TASK TO CARRY OUT:
Report each line from the entries in which "json" can be found.

[[ INFORMATION open ]]

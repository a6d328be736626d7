// This Source Code Form is subject to the terms of the Mozilla Public
// License, v. 2.0. If a copy of the MPL was not distributed with this
// file, You can obtain one at https://mozilla.org/MPL/2.0/.

//! Face topology names and polygon conversions.

use nalgebra::Point2;

use crate::error::{Error, Result};
use crate::keys::*;
use crate::polygon::{BuilderRegion, Polygon, Profile2D};
use crate::segment::Segment;
use crate::sketch::{Face2d, Sketch};
use crate::topo_name::TopologyName;

/// Separator used to join topology names into one id string.
const TOPO_SEPARATOR: &str = ":";

impl Face2d {
    /// Topology names in first-occurrence order, without duplicates.
    pub fn topos(&self) -> &[String] {
        &self.topos
    }

    /// All topology names joined with `:`, `None` if there are none.
    pub fn topo_name(&self) -> Option<String> {
        if self.topos.is_empty() {
            None
        } else {
            Some(self.topos.join(TOPO_SEPARATOR))
        }
    }

    /// Appends a topology name unless it is already present.
    pub fn add_topo(&mut self, name: impl Into<String>) {
        let name = name.into();
        if !self.topos.contains(&name) {
            self.topos.push(name);
        }
    }

    /// Replaces all topology names, dropping repeats.
    pub fn set_topos<I, S>(&mut self, names: I)
    where
        I: IntoIterator<Item = S>,
        S: Into<String>,
    {
        self.topos.clear();
        for name in names {
            self.add_topo(name);
        }
    }

    /// Replaces every exact match of `old` with `new`, then removes duplicates
    /// keeping the first occurrence.
    pub fn replace_topo_name(&mut self, old: &str, new: &str) {
        let replaced = std::mem::take(&mut self.topos)
            .into_iter()
            .map(|t| if t == old { new.to_string() } else { t });
        self.set_topos(replaced);
    }

    /// Parses a topology name string.
    pub fn decode_topo_name(s: &str) -> Result<TopologyName> {
        TopologyName::decode(s)
    }

    /// Parses every topology name of this face.
    pub fn decoded_topos(&self) -> Result<Vec<TopologyName>> {
        self.topos.iter().map(|t| TopologyName::decode(t)).collect()
    }
}

impl Sketch {
    /// Oriented value geometry of a wire, in loop order.
    pub fn wire_segments(&self, key: WireKey) -> Result<Vec<Segment>> {
        let wire = self.wires.get(key).ok_or(Error::WireNotFound(key))?;
        wire.oriented_curves()
            .map(|(ck, fwd)| self.oriented_segment(ck, fwd).ok_or(Error::CurveNotFound(ck)))
            .collect()
    }

    /// Face loops exactly as stored, without orientation changes.
    pub fn face_loops(&self, key: FaceKey) -> Result<Polygon> {
        let face = self.faces.get(key).ok_or(Error::FaceNotFound(key))?;
        let outer = face.outer_loop.ok_or(Error::MissingOuterLoop(key))?;
        let holes = face
            .inner_loops
            .iter()
            .map(|&w| self.wire_segments(w))
            .collect::<Result<Vec<_>>>()?;
        Ok(Polygon::new(self.wire_segments(outer)?, holes))
    }

    /// Face as a polygon with the outer loop counterclockwise and holes clockwise.
    ///
    /// The stored wires are not modified, so repeated calls agree.
    pub fn to_math_polygon(&self, key: FaceKey) -> Result<Polygon> {
        Ok(self.face_loops(key)?.normalized())
    }

    /// Builder input for a face: normalized loops plus its topology id.
    pub fn to_builder_region(&self, key: FaceKey) -> Result<BuilderRegion> {
        let polygon = self.to_math_polygon(key)?;
        let topo_name = self.faces.get(key).and_then(Face2d::topo_name);
        Ok(BuilderRegion {
            outer: polygon.outer,
            holes: polygon.holes,
            topo_name,
        })
    }

    /// Face as a point profile, arcs flattened per [`Tolerance::arc_segments`](crate::Tolerance).
    pub fn to_polygon(&self, key: FaceKey) -> Result<Profile2D> {
        let polygon = self.to_math_polygon(key)?;
        Ok(Profile2D::from_polygon(&polygon, self.tolerance.arc_segments))
    }

    /// Enclosed area of a face (outer minus holes).
    pub fn face_area(&self, key: FaceKey) -> Result<f64> {
        Ok(self.face_loops(key)?.area())
    }

    /// Axis-aligned bounds of a face's outer loop as `(min, max)`.
    pub fn face_bounds(&self, key: FaceKey) -> Result<(Point2<f64>, Point2<f64>)> {
        let polygon = self.face_loops(key)?;
        let mut min = Point2::new(f64::INFINITY, f64::INFINITY);
        let mut max = Point2::new(f64::NEG_INFINITY, f64::NEG_INFINITY);
        for segment in &polygon.outer {
            for p in segment.extreme_points(&self.tolerance) {
                min = min.inf(&p);
                max = max.sup(&p);
            }
        }
        if min.x > max.x {
            return Err(Error::DegenerateGeometry("face has no extent".to_string()));
        }
        Ok((min, max))
    }
}

#[cfg(test)]
mod tests {
    use super::*;
    use crate::construction::make_rectangle;
    use crate::segment::loop_signed_area;
    use approx::assert_relative_eq;

    fn face_with_topos(topos: &[&str]) -> Face2d {
        let mut face = Face2d::default();
        face.set_topos(topos.iter().copied());
        face
    }

    #[test]
    fn topo_name_joins_with_colon() {
        assert_eq!(face_with_topos(&[]).topo_name(), None);
        assert_eq!(
            face_with_topos(&["1_a", "2_b"]).topo_name().as_deref(),
            Some("1_a:2_b")
        );
    }

    #[test]
    fn set_topos_dedups() {
        let face = face_with_topos(&["1_a", "2_b", "1_a"]);
        assert_eq!(face.topos(), &["1_a", "2_b"]);
    }

    #[test]
    fn replace_topo_name_dedups_in_first_occurrence_order() {
        let mut face = face_with_topos(&["1_a", "2_b", "3_c", "4_d"]);
        face.replace_topo_name("3_c", "1_a");
        assert_eq!(face.topos(), &["1_a", "2_b", "4_d"]);

        face.replace_topo_name("1_a", "4_d");
        assert_eq!(face.topos(), &["4_d", "2_b"]);
    }

    #[test]
    fn replace_missing_name_is_noop() {
        let mut face = face_with_topos(&["1_a", "2_b"]);
        face.replace_topo_name("9_z", "1_a");
        assert_eq!(face.topos(), &["1_a", "2_b"]);
    }

    #[test]
    fn decoded_topos_reports_bad_entry() {
        let face = face_with_topos(&["1_a", "junk"]);
        assert!(matches!(face.decoded_topos(), Err(Error::MalformedTopoName(_))));
    }

    #[test]
    fn math_polygon_normalizes_clockwise_outer() {
        let mut sketch = Sketch::new();
        let corners = [
            Point2::new(0.0, 0.0),
            Point2::new(0.0, 4.0),
            Point2::new(4.0, 4.0),
            Point2::new(4.0, 0.0),
        ];
        let outer = sketch.add_polyline_loop(&corners).unwrap();
        let hole = sketch
            .add_polyline_loop(&[
                Point2::new(1.0, 1.0),
                Point2::new(2.0, 1.0),
                Point2::new(2.0, 2.0),
                Point2::new(1.0, 2.0),
            ])
            .unwrap();
        let face = sketch.add_face_with_loops(outer, &[hole]).unwrap();

        let raw = sketch.face_loops(face).unwrap();
        assert!(loop_signed_area(&raw.outer) < 0.0);

        let first = sketch.to_math_polygon(face).unwrap();
        assert!(loop_signed_area(&first.outer) > 0.0);
        assert!(loop_signed_area(&first.holes[0]) < 0.0);
        assert_eq!(sketch.to_math_polygon(face).unwrap(), first);

        assert_relative_eq!(sketch.face_area(face).unwrap(), 15.0, epsilon = 1e-9);
    }

    #[test]
    fn builder_region_carries_topo_name() {
        let mut sketch = Sketch::new();
        let (face, _, _) =
            make_rectangle(&mut sketch, Point2::new(0.0, 0.0), Point2::new(2.0, 1.0)).unwrap();
        sketch.face_mut(face).unwrap().set_topos(["3_floor", "4_wall"]);

        let region = sketch.to_builder_region(face).unwrap();
        assert_eq!(region.outer.len(), 4);
        assert_eq!(region.topo_name.as_deref(), Some("3_floor:4_wall"));

        let json = serde_json::to_value(&region).unwrap();
        assert_eq!(json["topoName"], "3_floor:4_wall");
    }

    #[test]
    fn face_without_outer_loop_is_an_error() {
        let mut sketch = Sketch::new();
        let face = sketch.add_face();
        assert!(matches!(
            sketch.to_math_polygon(face),
            Err(Error::MissingOuterLoop(_))
        ));
    }

    #[test]
    fn bounds_include_arc_bulge() {
        let mut sketch = Sketch::new();
        let a = sketch.add_point(-1.0, 0.0);
        let b = sketch.add_point(1.0, 0.0);
        let base = sketch.add_line(a, b).unwrap();
        let dome = sketch.add_arc(b, a, Point2::origin(), false).unwrap();
        let wire = sketch.add_wire(&[base, dome]).unwrap();
        let face = sketch.add_face_with_loops(wire, &[]).unwrap();

        let (min, max) = sketch.face_bounds(face).unwrap();
        assert_relative_eq!(min.y, 0.0, epsilon = 1e-12);
        assert_relative_eq!(max.y, 1.0, epsilon = 1e-12);

        let profile = sketch.to_polygon(face).unwrap();
        // One vertex for the line plus 16 for the half turn.
        assert_eq!(profile.outer.len(), 17);
    }
}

[[ INFORMATION closed ]]

ANSWER SECTION:
        let json = serde_json::to_value(&region).unwrap();
        assert_eq!(json["topoName"], "3_floor:4_wall");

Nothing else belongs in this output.